I was thinking SKETCH must find a way to stay downtown, accessible, and be present with and work alongside its community towards change.

When SKETCH started 25 years ago, we knew we would be in for a ride. Little did we know what a ride it would be! Our first space at 180 Queen Street West served its purpose as our initial cohort of about 12 individuals grew and grew.

1998: Our first space at 180 Queen Street at the Great Hall

But we had a greater vision to offer artists a safe place to create art, so when we found 580 King Street West, an old 6,000 square-foot leather factory, we could see the palette and began to build.

Numbers tripled and we found ourselves once again outgrowing the studios at 580 King Street.  We were also seeing how we were being priced out of the neighbourhood as ad agencies and bars and chic restaurants started to appear on what was once an underdeveloped street. New neighbours would ask that young people and their dogs not hang out on our front sidewalk.  We had been there for years, and yet we became an ‘inconvenience’.

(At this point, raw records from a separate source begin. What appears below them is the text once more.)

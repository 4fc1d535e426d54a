use crate::columns::{Column, ColumnSpec};
use crate::error::{ConfigurationError, Error, Result};
use crate::row::DatasourceRow;
use once_cell::sync::OnceCell;
use reportkit_cache::{CacheManager, DummyCacheManager, KeyInput};
use reportkit_store::{Backend, Condition, Query, QuerySet};
use reportkit_types::{CollectionId, Entity, EntitySnapshot, Record, Schema, Value};
use serde::{Deserialize, Serialize};
use std::collections::{BTreeMap, BTreeSet};
use std::fmt;
use std::ops::Range;
use std::sync::Arc;

/// Function of a record exposed as a datasource attribute.
pub type RecordFn = Arc<dyn Fn(&dyn Record) -> std::result::Result<Value, String> + Send + Sync>;

/// Runs before a row is built. `Err(Error::RecordFiltered)` skips the record
/// silently; any other error skips it with a warning.
pub type RecordHook = Arc<dyn Fn(&dyn Record, &Datasource) -> Result<()> + Send + Sync>;

/// Runs on each built row, with the same skip semantics as `RecordHook`.
pub type RowHook = Arc<dyn Fn(&DatasourceRow) -> Result<()> + Send + Sync>;

/// Named value on the datasource itself, consulted when a column path is
/// not found on the record.
#[derive(Clone)]
pub enum DatasourceAttr {
    Value(Value),
    Callable(RecordFn),
}

impl fmt::Debug for DatasourceAttr {
    fn fmt(&self, f: &mut fmt::Formatter<'_>) -> fmt::Result {
        match self {
            DatasourceAttr::Value(v) => f.debug_tuple("Value").field(v).finish(),
            DatasourceAttr::Callable(_) => f.write_str("Callable(..)"),
        }
    }
}

/// Cache payload entry: the row plus a snapshot of its source record.
#[derive(Serialize)]
struct CachedRowRef<'a> {
    row: &'a DatasourceRow,
    original: Option<EntitySnapshot>,
}

#[derive(Deserialize)]
struct CachedRow {
    row: DatasourceRow,
    #[serde(default)]
    original: Option<EntitySnapshot>,
}

/// Everything a datasource can be built from.
#[derive(Default, Clone)]
pub struct DatasourceOptions {
    pub backend: Option<Arc<dyn Backend>>,
    pub schema: Option<Arc<Schema>>,
    /// Base selection; wins over `schema`/`backend` when set.
    pub queryset: Option<QuerySet>,
    /// `None` means one column per schema field.
    pub columns: Option<Vec<ColumnSpec>>,
    pub filters: Vec<Condition>,
    pub kwfilters: BTreeMap<String, Value>,
    pub order_by: Option<Vec<String>>,
    pub extras: BTreeMap<String, Value>,
    pub attributes: BTreeMap<String, DatasourceAttr>,
    /// Collections whose mutation must also invalidate cached results.
    pub dependent_models: Vec<CollectionId>,
    pub use_cache: bool,
    pub cache_manager: Option<Arc<dyn CacheManager>>,
    pub record_filter: Option<RecordHook>,
    pub custom_filters: Vec<RowHook>,
}

impl DatasourceOptions {
    pub fn new() -> Self {
        Self::default()
    }

    pub fn for_schema(backend: Arc<dyn Backend>, schema: Arc<Schema>) -> Self {
        Self {
            backend: Some(backend),
            schema: Some(schema),
            ..Self::default()
        }
    }

    pub fn for_queryset(queryset: QuerySet) -> Self {
        Self {
            queryset: Some(queryset),
            ..Self::default()
        }
    }

    pub fn columns<S: Into<ColumnSpec>>(mut self, columns: impl IntoIterator<Item = S>) -> Self {
        self.columns = Some(columns.into_iter().map(Into::into).collect());
        self
    }

    pub fn filter(mut self, condition: Condition) -> Self {
        self.filters.push(condition);
        self
    }

    pub fn filter_kw(mut self, key: impl Into<String>, value: impl Into<Value>) -> Self {
        self.kwfilters.insert(key.into(), value.into());
        self
    }

    pub fn order_by<S: AsRef<str>>(mut self, fields: &[S]) -> Self {
        self.order_by = Some(fields.iter().map(|f| f.as_ref().to_string()).collect());
        self
    }

    pub fn extra(mut self, key: impl Into<String>, value: impl Into<Value>) -> Self {
        self.extras.insert(key.into(), value.into());
        self
    }

    pub fn attribute(mut self, name: impl Into<String>, attr: DatasourceAttr) -> Self {
        self.attributes.insert(name.into(), attr);
        self
    }

    pub fn depends_on(mut self, collection: impl Into<CollectionId>) -> Self {
        self.dependent_models.push(collection.into());
        self
    }

    pub fn cached(mut self, manager: Arc<dyn CacheManager>) -> Self {
        self.use_cache = true;
        self.cache_manager = Some(manager);
        self
    }

    pub fn record_filter(mut self, hook: RecordHook) -> Self {
        self.record_filter = Some(hook);
        self
    }

    pub fn custom_filter(mut self, hook: RowHook) -> Self {
        self.custom_filters.push(hook);
        self
    }
}

/// Binds columns to a queryable collection and materializes rows once.
pub struct Datasource {
    schema: Arc<Schema>,
    base: QuerySet,
    columns: Vec<Arc<Column>>,
    filters: Vec<Condition>,
    kwfilters: BTreeMap<String, Value>,
    order_by: Option<Vec<String>>,
    extras: BTreeMap<String, Value>,
    attributes: BTreeMap<String, DatasourceAttr>,
    dependent_models: Vec<CollectionId>,
    cache: Arc<dyn CacheManager>,
    use_cache: bool,
    record_filter: Option<RecordHook>,
    custom_filters: Vec<RowHook>,
    result: OnceCell<Vec<DatasourceRow>>,
}

impl fmt::Debug for Datasource {
    fn fmt(&self, f: &mut fmt::Formatter<'_>) -> fmt::Result {
        f.debug_struct("Datasource")
            .field("collection", &self.schema.id)
            .field(
                "columns",
                &self.columns.iter().map(|c| c.name()).collect::<Vec<_>>(),
            )
            .field("kwfilters", &self.kwfilters)
            .field("order_by", &self.order_by)
            .field("use_cache", &self.use_cache)
            .field("materialized", &self.result.get().map(Vec::len))
            .finish()
    }
}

Screenprinting at 580 King

Like our Queen Street space, 580 King was also privately owned, so we were again at the mercy of our landlords.  On this, we could empathize with the hundreds of young people at SKETCH who were also seen as an ‘inconvenience’ and at the mercy of their landlords.  We took a leap of faith, left King Street, and accepted the invitation to move into Artscape Youngplace, a repurposed school that was becoming a Community Hub for individual artists and organizations.

A first look at 180 Shaw Street before the build!

It was a risk to make this commitment and there were many questions – would young people cross the building’s threshold – a literal entrance to a ‘school’? Not exactly a place that would conjure up good memories.

How would the community respond to our presence? Would we run into bigger challenges of being seen as an ‘inconvenience’? How long would it take to settle into the space and have it work in the way we envisioned?  This would only happen if the participant community saw it as their own.

When we launched programs in our new space in 2014, we figured it would simply take time….or at least that’s what we thought.

But youth found us and again our numbers grew!! From all over Toronto and the GTA, they found us and they began to create and build in this new multi-discipline studio! Then the rise of social enterprise prompted us to look at the ways in which we could generate revenue. And that’s how we developed SpaceShare, our studio rental enterprise.

SKETCH was offering a lot at that time: ten-week seasonal programs three times a year, plus a summer-nights season. As well as our triannual “Open Studio.” SKETCH became a space young people with potential could access to begin their journey of creativity, community building, co-learning and leadership. Yes, we were doing a lot!

Holiday Marketplace

Things were good….and then another challenge. Like SKETCH, Toronto was also rapidly changing right before our eyes.

After some financial forecasting, it dawned on us that with skyrocketing real estate prices, we would not be able to afford rent within five years. This would mean having to move yet again and losing not only our community, but the investments and hard work that had gone into renovating and outfitting our studios!

What were we going to do? How would we protect it? We couldn’t take it all with us!

We had to find a financial structure that could both help us buy the studios and work for an organization like ours.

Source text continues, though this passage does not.